There are several options for multiple meningiomas, either detected incidentally or remaining unresected at previous surgery(s). Observation with sequential imaging can be reserved for small meningiomas at relatively less hazardous locations (Fig. 49-3). In elderly patients or high-risk patients who undergo surgery with residual tumors are increasingly being treated with stereotactic radiotherapy.38 Preliminary reported data appear promising, and this modality can be adapted to unresected multiple meningiomas as well as to residual or recurrent tumor at the primary resection site.

The use of stereotactic radiotherapy with the linear accelerator, Leksell Gamma Knife®, or CyberKnife®, has been used for small recurrent or partially resected tumors as well as primary therapy in surgically inaccessible tumors or in poor surgical candidates.4951 No study has yet been reported on the role of radiosurgery for multiple meningiomas incidentally detected or intentionally followed as asymptomatic counterparts of resected tumor.52 However, Kano and colleagues published 12 patients with 30 atypical or anaplastic meningiomas. Tumor control rate was 29.4% in the group treated with less than 20 Gy and 63.1% in the group treated with 20 Gy.53 It is reasonable to accept that especially for those with incomplete resections or recurrences, single or fractionated focused radiation should replace conventional radiotherapy in multiple meningiomas. Kollová and co-workers have published the most recent study on radiosurgery for meningiomas. They described their experience in treating 325 benign intracranial meningiomas. Patients were treated with a median marginal dose of 12.6 Gy by using a median of six isocenters. After a median follow-up of 60 months, the 5-year local control was excellent at 97.9%.54 Malik and colleagues treated 309 intracranial meningiomas with either primary (136 tumors) or adjuvant (173 tumors) radiosurgery. The median margin dose was 20 Gy. Although this approach led to a low complication rate of 3%, it gave a 5-year local control of only 87% for benign tumors.55

Deciding between follow-up and prophylactic irradiation for those who are asymptomatic but amenable to resection is highly controversial.
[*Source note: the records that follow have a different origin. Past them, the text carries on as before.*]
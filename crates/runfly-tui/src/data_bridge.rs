//! Data bridge — forwards state snapshots from the tracker into the
//! TUI action loop.
//!
//! The tracker publishes immutable [`AppState`](runfly_core::AppState)
//! snapshots over a watch channel; this task turns each one into an
//! [`Action::StateChanged`] so screens update like any other event.

use tokio::sync::mpsc::UnboundedSender;
use tokio::task::JoinHandle;
use tokio_util::sync::CancellationToken;
use tracing::debug;

use runfly_core::HttpTracker;

use crate::action::Action;

/// Spawn the bridge task. It ends when the cancellation token fires,
/// the action channel closes, or the tracker's store is dropped.
pub fn spawn(
    tracker: &HttpTracker,
    action_tx: UnboundedSender<Action>,
    cancel: CancellationToken,
) -> JoinHandle<()> {
    let mut stream = tracker.subscribe();

    tokio::spawn(async move {
        // Seed screens with the snapshot that existed before the
        // bridge started; changed() only reports later ones.
        let initial = stream.current().clone();
        if action_tx.send(Action::StateChanged(initial)).is_err() {
            return;
        }

        loop {
            tokio::select! {
                () = cancel.cancelled() => break,

                changed = stream.changed() => {
                    let Some(snapshot) = changed else { break };
                    if action_tx.send(Action::StateChanged(snapshot)).is_err() {
                        break;
                    }
                }
            }
        }
        debug!("data bridge stopped");
    })
}
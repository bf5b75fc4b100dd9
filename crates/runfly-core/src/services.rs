//! Service seams between orchestration and transport.
//!
//! Workflows talk to the backend through these traits only, so tests
//! drive them with scripted in-memory services while production wires
//! in the HTTP client from `runfly-api`.

use std::future::Future;

use crate::model::{
    Collaborator, DeployStatusInfo, Project, ProjectId, RunId, RunRecord, User, UserAccess, UserId,
};

/// A project roster as the server reports it.
#[derive(Debug, Clone, PartialEq, Eq)]
pub struct Team {
    pub owner: User,
    pub collaborators: Vec<Collaborator>,
}

/// Collaboration endpoints of a project.
pub trait CollaboratorsService: Send + Sync {
    /// Invite a user by email at the given access level. The server
    /// resolves the email to an account and returns the invited user.
    fn send_invitation(
        &self,
        project_id: &ProjectId,
        email: &str,
        access: UserAccess,
    ) -> impl Future<Output = Result<User, runfly_api::Error>> + Send;

    /// Transfer ownership to the member with this email.
    fn change_owner(
        &self,
        project_id: &ProjectId,
        email: &str,
    ) -> impl Future<Output = Result<(), runfly_api::Error>> + Send;

    /// Set one collaborator's access level.
    fn change_access(
        &self,
        project_id: &ProjectId,
        user_id: &UserId,
        access: UserAccess,
    ) -> impl Future<Output = Result<(), runfly_api::Error>> + Send;

    /// Revoke one collaborator's membership.
    fn remove_access(
        &self,
        project_id: &ProjectId,
        user_id: &UserId,
    ) -> impl Future<Output = Result<(), runfly_api::Error>> + Send;

    /// Fetch the full roster. The owner's account is resolved from
    /// `author_id`, so it rides along even when the collaborator list
    /// is empty.
    fn collaborators(
        &self,
        project_id: &ProjectId,
        author_id: &UserId,
    ) -> impl Future<Output = Result<Team, runfly_api::Error>> + Send;
}

/// Project and run catalogue endpoints.
pub trait ProjectsService: Send + Sync {
    fn projects(&self) -> impl Future<Output = Result<Vec<Project>, runfly_api::Error>> + Send;

    fn runs(
        &self,
        project_id: &ProjectId,
    ) -> impl Future<Output = Result<Vec<RunRecord>, runfly_api::Error>> + Send;
}

/// Model-deployment endpoints. Every call reports the run's current
/// deployment status.
pub trait DeployService: Send + Sync {
    /// Ask the server to deploy the run's model.
    fn deploy(
        &self,
        run_id: &RunId,
    ) -> impl Future<Output = Result<DeployStatusInfo, runfly_api::Error>> + Send;

    /// Read the current status without changing it.
    fn status(
        &self,
        run_id: &RunId,
    ) -> impl Future<Output = Result<DeployStatusInfo, runfly_api::Error>> + Send;

    /// Tear the deployment down.
    fn shutdown(
        &self,
        run_id: &RunId,
    ) -> impl Future<Output = Result<DeployStatusInfo, runfly_api::Error>> + Send;
}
However, Condra and colleagues found a 70% rate of tumor progression after subtotal resection without fractionated radiation therapy.52 Kondziolka and colleagues reported 972 patients with intracranial meningiomas treated by Gamma Knife radiosurgery. They separated the patients according to their pathologic grades and reported an overall control rate for all intracranial meningiomas. Tumor control rate for meningiomas (WHO grade I) was 93%, but for patients with WHO grade II to III tumors, control rates were 50% and 17%.56 Future data on the efficacy in disease control as well as side effects of radiosurgery in single meningioma treatment will certainly contribute to management of multiple meningiomas, as well. Although multiple meningiomas would be a perfect target for possible chemotherapeutic treatments such as gene therapy using viral vectors, biological response modifiers, and agents aiming the molecules involved in cell growth, current trials of chemotherapeutic and hormonal agents for disease control in recurrent and aggressive meningiomas do not seem to have a role at this time.

In summary, no clinical or cytogenetic evidence is available to justify different treatment modalities for multiple meningiomas different than those for single tumors. Similar individual protocols should be designed; those with symptoms and with the potential of generating symptoms are typically treated with surgical resection whereas small accompanying, asymptomatic meningiomas may be observed and followed by serial MRI.